Leurs deux soupirs se confondirent, souffles blancs, tout de suite dissipés dans la nuit. La mère connaissait les secrets d’Étienne. Mais, d’entendre rappeler cette menace et de ne pouvoir douter que son fils l’accomplît, si Henriette le refusait, elle fut toute remuée. Elle se représenta ce que serait la cabane de Mauves, lorsque Étienne l’aurait quittée, et quelles angoisses elle-même elle souffrirait, dès que le vent fraîchirait sur la Loire, en songeant qu’elle avait quatre fils exposés au péril de mer. Elle dit, presque durement :

– Ah ! si ce n’était pas elle !

Ces mots-là les tinrent muets tous deux, pendant plus d’une demi-heure.
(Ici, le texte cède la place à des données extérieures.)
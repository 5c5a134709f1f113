//! Shared "resample pipeline" logic.
//!
//! Keeping this in one place avoids duplicating the core workflow:
//! load report -> resolve selectors -> pick resampling -> resample each series -> row dates
//!
//! The front-end can then focus on presentation (printing, plotting, exports).

use chrono::NaiveDate;
use rayon::prelude::*;
use tracing::{info, warn};

use crate::domain::{BurndownInput, BurndownSeries, HistoryData, ResampleConfig, Resampling, SeriesSelector};
use crate::error::AppError;
use crate::io::ingest::{load_history, select_series};
use crate::resample::{choose_default_resampling, resample, row_dates};

/// All computed outputs for one selected series.
#[derive(Debug, Clone)]
pub struct SeriesRun {
    pub selector: SeriesSelector,
    pub input: BurndownInput,
    pub resampling: Resampling,
    pub series: BurndownSeries,
    /// Calendar date of each output row.
    pub row_dates: Vec<NaiveDate>,
}

/// Load the report named by `config` and resample every selected series.
pub fn run_resample(config: &ResampleConfig) -> Result<Vec<SeriesRun>, AppError> {
    let history = load_history(&config.input)?;
    run_resample_with_history(config, &history)
}

/// Resample the selected series of an already-loaded report.
///
/// Series are independent, so they are resampled in parallel; results keep the
/// order of `config.series`.
pub fn run_resample_with_history(
    config: &ResampleConfig,
    history: &HistoryData,
) -> Result<Vec<SeriesRun>, AppError> {
    if config.series.is_empty() {
        return Err(AppError::new(2, "No series selected."));
    }

    let resampling = resolve_resampling(config, history);
    info!(
        resampling = resampling.display_name(),
        series = config.series.len(),
        "resampling report"
    );

    let runs = config
        .series
        .par_iter()
        .map(|selector| resample_one(config, history, selector, resampling))
        .collect::<Result<Vec<_>, AppError>>()?;

    Ok(runs)
}

/// Resampling actually used for a run (explicit mode, or picked from the span).
pub fn resolve_resampling(config: &ResampleConfig, history: &HistoryData) -> Resampling {
    config
        .mode
        .to_resampling()
        .unwrap_or_else(|| choose_default_resampling(history.begin, history.end))
}

/// Append every developer with a non-empty history to `selectors`.
///
/// Empty developers are skipped with a warning; selectors already present are kept once.
pub fn with_all_people(mut selectors: Vec<SeriesSelector>, history: &HistoryData) -> Vec<SeriesSelector> {
    for (idx, name) in history.people_list.iter().enumerate() {
        let selector = SeriesSelector::Person(name.clone());
        if selectors.contains(&selector) {
            continue;
        }
        if history.people_data.get(idx).is_none_or(|d| d.is_empty()) {
            warn!(person = %name, "skipping developer without burndown history");
            continue;
        }
        selectors.push(selector);
    }
    selectors
}

fn resample_one(
    config: &ResampleConfig,
    history: &HistoryData,
    selector: &SeriesSelector,
    resampling: Resampling,
) -> Result<SeriesRun, AppError> {
    let input = select_series(history, selector)?;
    let series = resample(&input, resampling, config.granularity, config.sampling)
        .map_err(|e| AppError::from(e).context(selector))?;
    let row_dates = row_dates(input.begin, resampling, series.data.len(), config.sampling)?;

    info!(
        series = %selector,
        rows = series.data.len(),
        buckets = series.keys.len(),
        "resampled series"
    );

    Ok(SeriesRun {
        selector: selector.clone(),
        input,
        resampling,
        series,
        row_dates,
    })
}

#[cfg(test)]
mod tests {
    use super::*;
    use crate::domain::{BucketKey, ResampleMode};
    use std::collections::BTreeMap;
    use std::path::PathBuf;

    // 2017-04-01T00:00:00Z .. 2017-05-31T00:00:00Z
    const BEGIN: i64 = 1_491_004_800;
    const END: i64 = 1_496_188_800;

    fn history() -> HistoryData {
        HistoryData {
            begin: BEGIN,
            end: END,
            project: vec![vec![100.0, 0.0], vec![80.0, 50.0]],
            files_data: BTreeMap::from([("main.go".to_string(), vec![vec![10.0, 0.0], vec![8.0, 5.0]])]),
            people_data: vec![vec![vec![60.0, 0.0], vec![50.0, 20.0]], vec![]],
            people_list: vec!["alice".to_string(), "bob".to_string()],
        }
    }

    fn config(mode: ResampleMode, series: Vec<SeriesSelector>) -> ResampleConfig {
        ResampleConfig {
            input: PathBuf::from("unused.json"),
            mode,
            granularity: 30,
            sampling: 30,
            series,
            plot: false,
            plot_width: 80,
            plot_height: 20,
            table_rows: 5,
            export_json: None,
            export_csv: None,
        }
    }

    #[test]
    fn resamples_selected_series_in_order() {
        let cfg = config(
            ResampleMode::Month,
            vec![SeriesSelector::File("main.go".into()), SeriesSelector::Project],
        );
        let runs = run_resample_with_history(&cfg, &history()).unwrap();

        assert_eq!(runs.len(), 2);
        assert_eq!(runs[0].selector, SeriesSelector::File("main.go".into()));
        assert_eq!(runs[1].selector, SeriesSelector::Project);
        for run in &runs {
            assert_eq!(run.resampling, Resampling::Month);
            assert_eq!(run.series.data.len(), 60);
            assert_eq!(
                run.series.keys,
                vec![BucketKey::Label("Apr 2017".into()), BucketKey::Label("May 2017".into())]
            );
            assert_eq!(run.row_dates.len(), 60);
            assert_eq!(run.row_dates[0], NaiveDate::from_ymd_opt(2017, 4, 1).unwrap());
        }
    }

    #[test]
    fn auto_mode_uses_span() {
        // Two months apart: too short for month buckets.
        let cfg = config(ResampleMode::Auto, vec![SeriesSelector::Project]);
        assert_eq!(resolve_resampling(&cfg, &history()), Resampling::Raw);

        let runs = run_resample_with_history(&cfg, &history()).unwrap();
        assert_eq!(runs[0].series.data, history().project);
        assert_eq!(runs[0].row_dates[1], NaiveDate::from_ymd_opt(2017, 5, 1).unwrap());
    }

    #[test]
    fn unknown_series_fails_whole_run() {
        let cfg = config(
            ResampleMode::Month,
            vec![SeriesSelector::Project, SeriesSelector::Person("carol".into())],
        );
        let err = run_resample_with_history(&cfg, &history()).unwrap_err();
        assert_eq!(err.exit_code(), 2);
    }

    #[test]
    fn all_people_skips_empty_histories() {
        let selectors = with_all_people(vec![SeriesSelector::Project], &history());
        assert_eq!(
            selectors,
            vec![SeriesSelector::Project, SeriesSelector::Person("alice".into())]
        );

        let again = with_all_people(selectors.clone(), &history());
        assert_eq!(again, selectors);
    }
}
Les prés étaient devenus si brillants, qu’on eût dit qu’il était tombé de la neige. Dans la blancheur du paysage nocturne, la Loire semblait une grande route grise. Seul, un rayon de lune la barrait de lumière. Et, à l’endroit de la rive opposée, bien loin, où commençait le rayon, les yeux d’Étienne, tout à coup, distinguèrent un point noir qui remuait.

Il se leva.

– Le canot du père, dit-il.

La mère et le fils descendirent quelques pas, jusqu’au sable qui croulait sous les pieds, vagabond comme la Loire. Ils formaient un groupe de haute taille, penché au-dessus des eaux, vers la barque qui venait.

Lorsqu’on commença à entendre le frémissement de la proue, la mère dit, tout bas :

– Ne lui parle que de sa pêche, Étienne. Il a assez de fatigue. Connaître les peines par avance, c’est bon pour les mères.

Les petites chouettes, mangeuses de mulots, criaient éperdument, et toujours invisibles.